■ Provided data:
____

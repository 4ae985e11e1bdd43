//! Knot vector construction and B-spline basis evaluation.

use serde::{Deserialize, Serialize};

/// How the knot vector of a NURBS spline is laid out.
#[derive(Debug, Clone, Copy, Default, PartialEq, Eq, Hash, Serialize, Deserialize)]
pub enum KnotsMode {
    /// Uniform knots. The curve does not reach the first and last points.
    #[default]
    Normal,
    /// Knots repeated `order` times at both ends so the curve passes through
    /// the end points.
    EndPoint,
    /// Clamped ends with interior knots repeated `order - 1` times, so every
    /// `order - 1` points form a Bezier segment.
    Bezier,
}

/// Number of knots for `size` control points.
///
/// Cyclic splines wrap `order - 1` extra points around the seam.
pub fn knots_size(size: usize, order: usize, cyclic: bool) -> usize {
    size + order + if cyclic { order - 1 } else { 0 }
}

/// Build the knot vector for the given point count, order, and mode.
///
/// Cyclic splines always use uniform knots over the wrapped point window.
pub fn calculate_knots(size: usize, order: usize, mode: KnotsMode, cyclic: bool) -> Vec<f64> {
    let len = knots_size(size, order, cyclic);
    if cyclic {
        return (0..len).map(|i| i as f64).collect();
    }
    match mode {
        KnotsMode::Normal => (0..len).map(|i| i as f64).collect(),
        KnotsMode::EndPoint => {
            let last = (size + 1).saturating_sub(order);
            (0..len)
                .map(|i| i.saturating_sub(order - 1).min(last) as f64)
                .collect()
        }
        KnotsMode::Bezier => {
            let interior = |i: usize| ((i - order) / (order - 1) + 1) as f64;
            let end = if size <= order { 1.0 } else { interior(size - 1) + 1.0 };
            (0..len)
                .map(|i| {
                    if i < order {
                        0.0
                    } else if i < size {
                        interior(i)
                    } else {
                        end
                    }
                })
                .collect()
        }
    }
}

/// Find the knot span index for parameter `t` in the knot vector.
///
/// Returns the index `i` such that `knots[i] <= t < knots[i+1]`,
/// with special handling for the upper boundary.
///
/// # Arguments
/// * `degree` - Degree of the B-spline
/// * `knots` - The knot vector
/// * `n` - Number of (wrapped) control points minus 1
/// * `t` - Parameter value
pub fn find_span(degree: usize, knots: &[f64], n: usize, t: f64) -> usize {
    if t >= knots[n + 1] {
        return n;
    }
    if t <= knots[degree] {
        return degree;
    }

    let mut low = degree;
    let mut high = n + 1;
    let mut mid = (low + high) / 2;
    while t < knots[mid] || t >= knots[mid + 1] {
        if t < knots[mid] {
            high = mid;
        } else {
            low = mid;
        }
        mid = (low + high) / 2;
    }
    mid
}

/// Compute the non-vanishing basis functions at parameter `t`.
///
/// Returns `degree + 1` values N_{span-degree,degree}(t) through
/// N_{span,degree}(t), which sum to one inside the domain.
pub fn basis_functions(degree: usize, knots: &[f64], span: usize, t: f64) -> Vec<f64> {
    let mut basis = vec![0.0; degree + 1];
    let mut left = vec![0.0; degree + 1];
    let mut right = vec![0.0; degree + 1];
    basis[0] = 1.0;

    for j in 1..=degree {
        left[j] = t - knots[span + 1 - j];
        right[j] = knots[span + j] - t;
        let mut saved = 0.0;
        for r in 0..j {
            let denominator = right[r + 1] + left[j - r];
            let temp = if denominator == 0.0 {
                0.0
            } else {
                basis[r] / denominator
            };
            basis[r] = saved + right[r + 1] * temp;
            saved = left[j - r] * temp;
        }
        basis[j] = saved;
    }
    basis
}

#[cfg(test)]
mod tests {
    use super::*;

    #[test]
    fn test_knots_size() {
        assert_eq!(knots_size(5, 3, false), 8);
        assert_eq!(knots_size(5, 3, true), 10);
    }

    #[test]
    fn test_normal_knots_are_uniform() {
        assert_eq!(
            calculate_knots(4, 3, KnotsMode::Normal, false),
            vec![0.0, 1.0, 2.0, 3.0, 4.0, 5.0, 6.0]
        );
    }

    #[test]
    fn test_endpoint_knots_are_clamped() {
        assert_eq!(
            calculate_knots(5, 3, KnotsMode::EndPoint, false),
            vec![0.0, 0.0, 0.0, 1.0, 2.0, 3.0, 3.0, 3.0]
        );
    }

    #[test]
    fn test_bezier_knots_repeat_interior() {
        assert_eq!(
            calculate_knots(7, 4, KnotsMode::Bezier, false),
            vec![0.0, 0.0, 0.0, 0.0, 1.0, 1.0, 1.0, 2.0, 2.0, 2.0, 2.0]
        );
        assert_eq!(
            calculate_knots(4, 4, KnotsMode::Bezier, false),
            vec![0.0, 0.0, 0.0, 0.0, 1.0, 1.0, 1.0, 1.0]
        );
    }

    #[test]
    fn test_cyclic_ignores_mode() {
        let knots = calculate_knots(4, 3, KnotsMode::EndPoint, true);
        assert_eq!(knots.len(), 9);
        assert!(knots.windows(2).all(|w| w[1] - w[0] == 1.0));
    }

    #[test]
    fn test_find_span_clamped() {
        let knots = vec![0.0, 0.0, 0.0, 1.0, 2.0, 3.0, 3.0, 3.0];
        let n = 4;
        let degree = 2;

        assert_eq!(find_span(degree, &knots, n, 0.0), 2);
        assert_eq!(find_span(degree, &knots, n, 0.5), 2);
        assert_eq!(find_span(degree, &knots, n, 1.0), 3);
        assert_eq!(find_span(degree, &knots, n, 1.5), 3);
        assert_eq!(find_span(degree, &knots, n, 2.5), 4);
        assert_eq!(find_span(degree, &knots, n, 3.0), 4);
    }

    #[test]
    fn test_basis_functions_partition_of_unity() {
        let degree = 3;
        for mode in [KnotsMode::Normal, KnotsMode::EndPoint, KnotsMode::Bezier] {
            let knots = calculate_knots(7, degree + 1, mode, false);
            let n = 6;
            let (start, end) = (knots[degree], knots[n + 1]);
            for i in 0..=20 {
                let t = start + (end - start) * i as f64 / 20.0;
                let span = find_span(degree, &knots, n, t);
                let sum: f64 = basis_functions(degree, &knots, span, t).iter().sum();
                assert!(
                    (sum - 1.0).abs() < 1e-12,
                    "Partition of unity failed for {:?} at t={}: sum={}",
                    mode,
                    t,
                    sum
                );
            }
        }
    }

    #[test]
    fn test_basis_functions_non_negative() {
        let knots = vec![0.0, 0.0, 0.0, 0.0, 1.0, 1.0, 1.0, 1.0];
        let degree = 3;
        let n = 3;

        for i in 0..=20 {
            let t = i as f64 / 20.0;
            let span = find_span(degree, &knots, n, t);
            let basis = basis_functions(degree, &knots, span, t);
            for (j, &val) in basis.iter().enumerate() {
                assert!(val >= -1e-15, "Negative basis at t={}, j={}: {}", t, j, val);
            }
        }
    }
}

____

■ Exercise description: Your answer must be the lines above from the one containing "right[j] = knots[span + j] - t;" to the one containing "basis[j] = saved;", both included, restated word for word.

■ Output of the exercise:
        right[j] = knots[span + j] - t;
        let mut saved = 0.0;
        for r in 0..j {
            let denominator = right[r + 1] + left[j - r];
            let temp = if denominator == 0.0 {
                0.0
            } else {
                basis[r] / denominator
            };
            basis[r] = saved + right[r + 1] * temp;
            saved = left[j - r] * temp;
        }
        basis[j] = saved;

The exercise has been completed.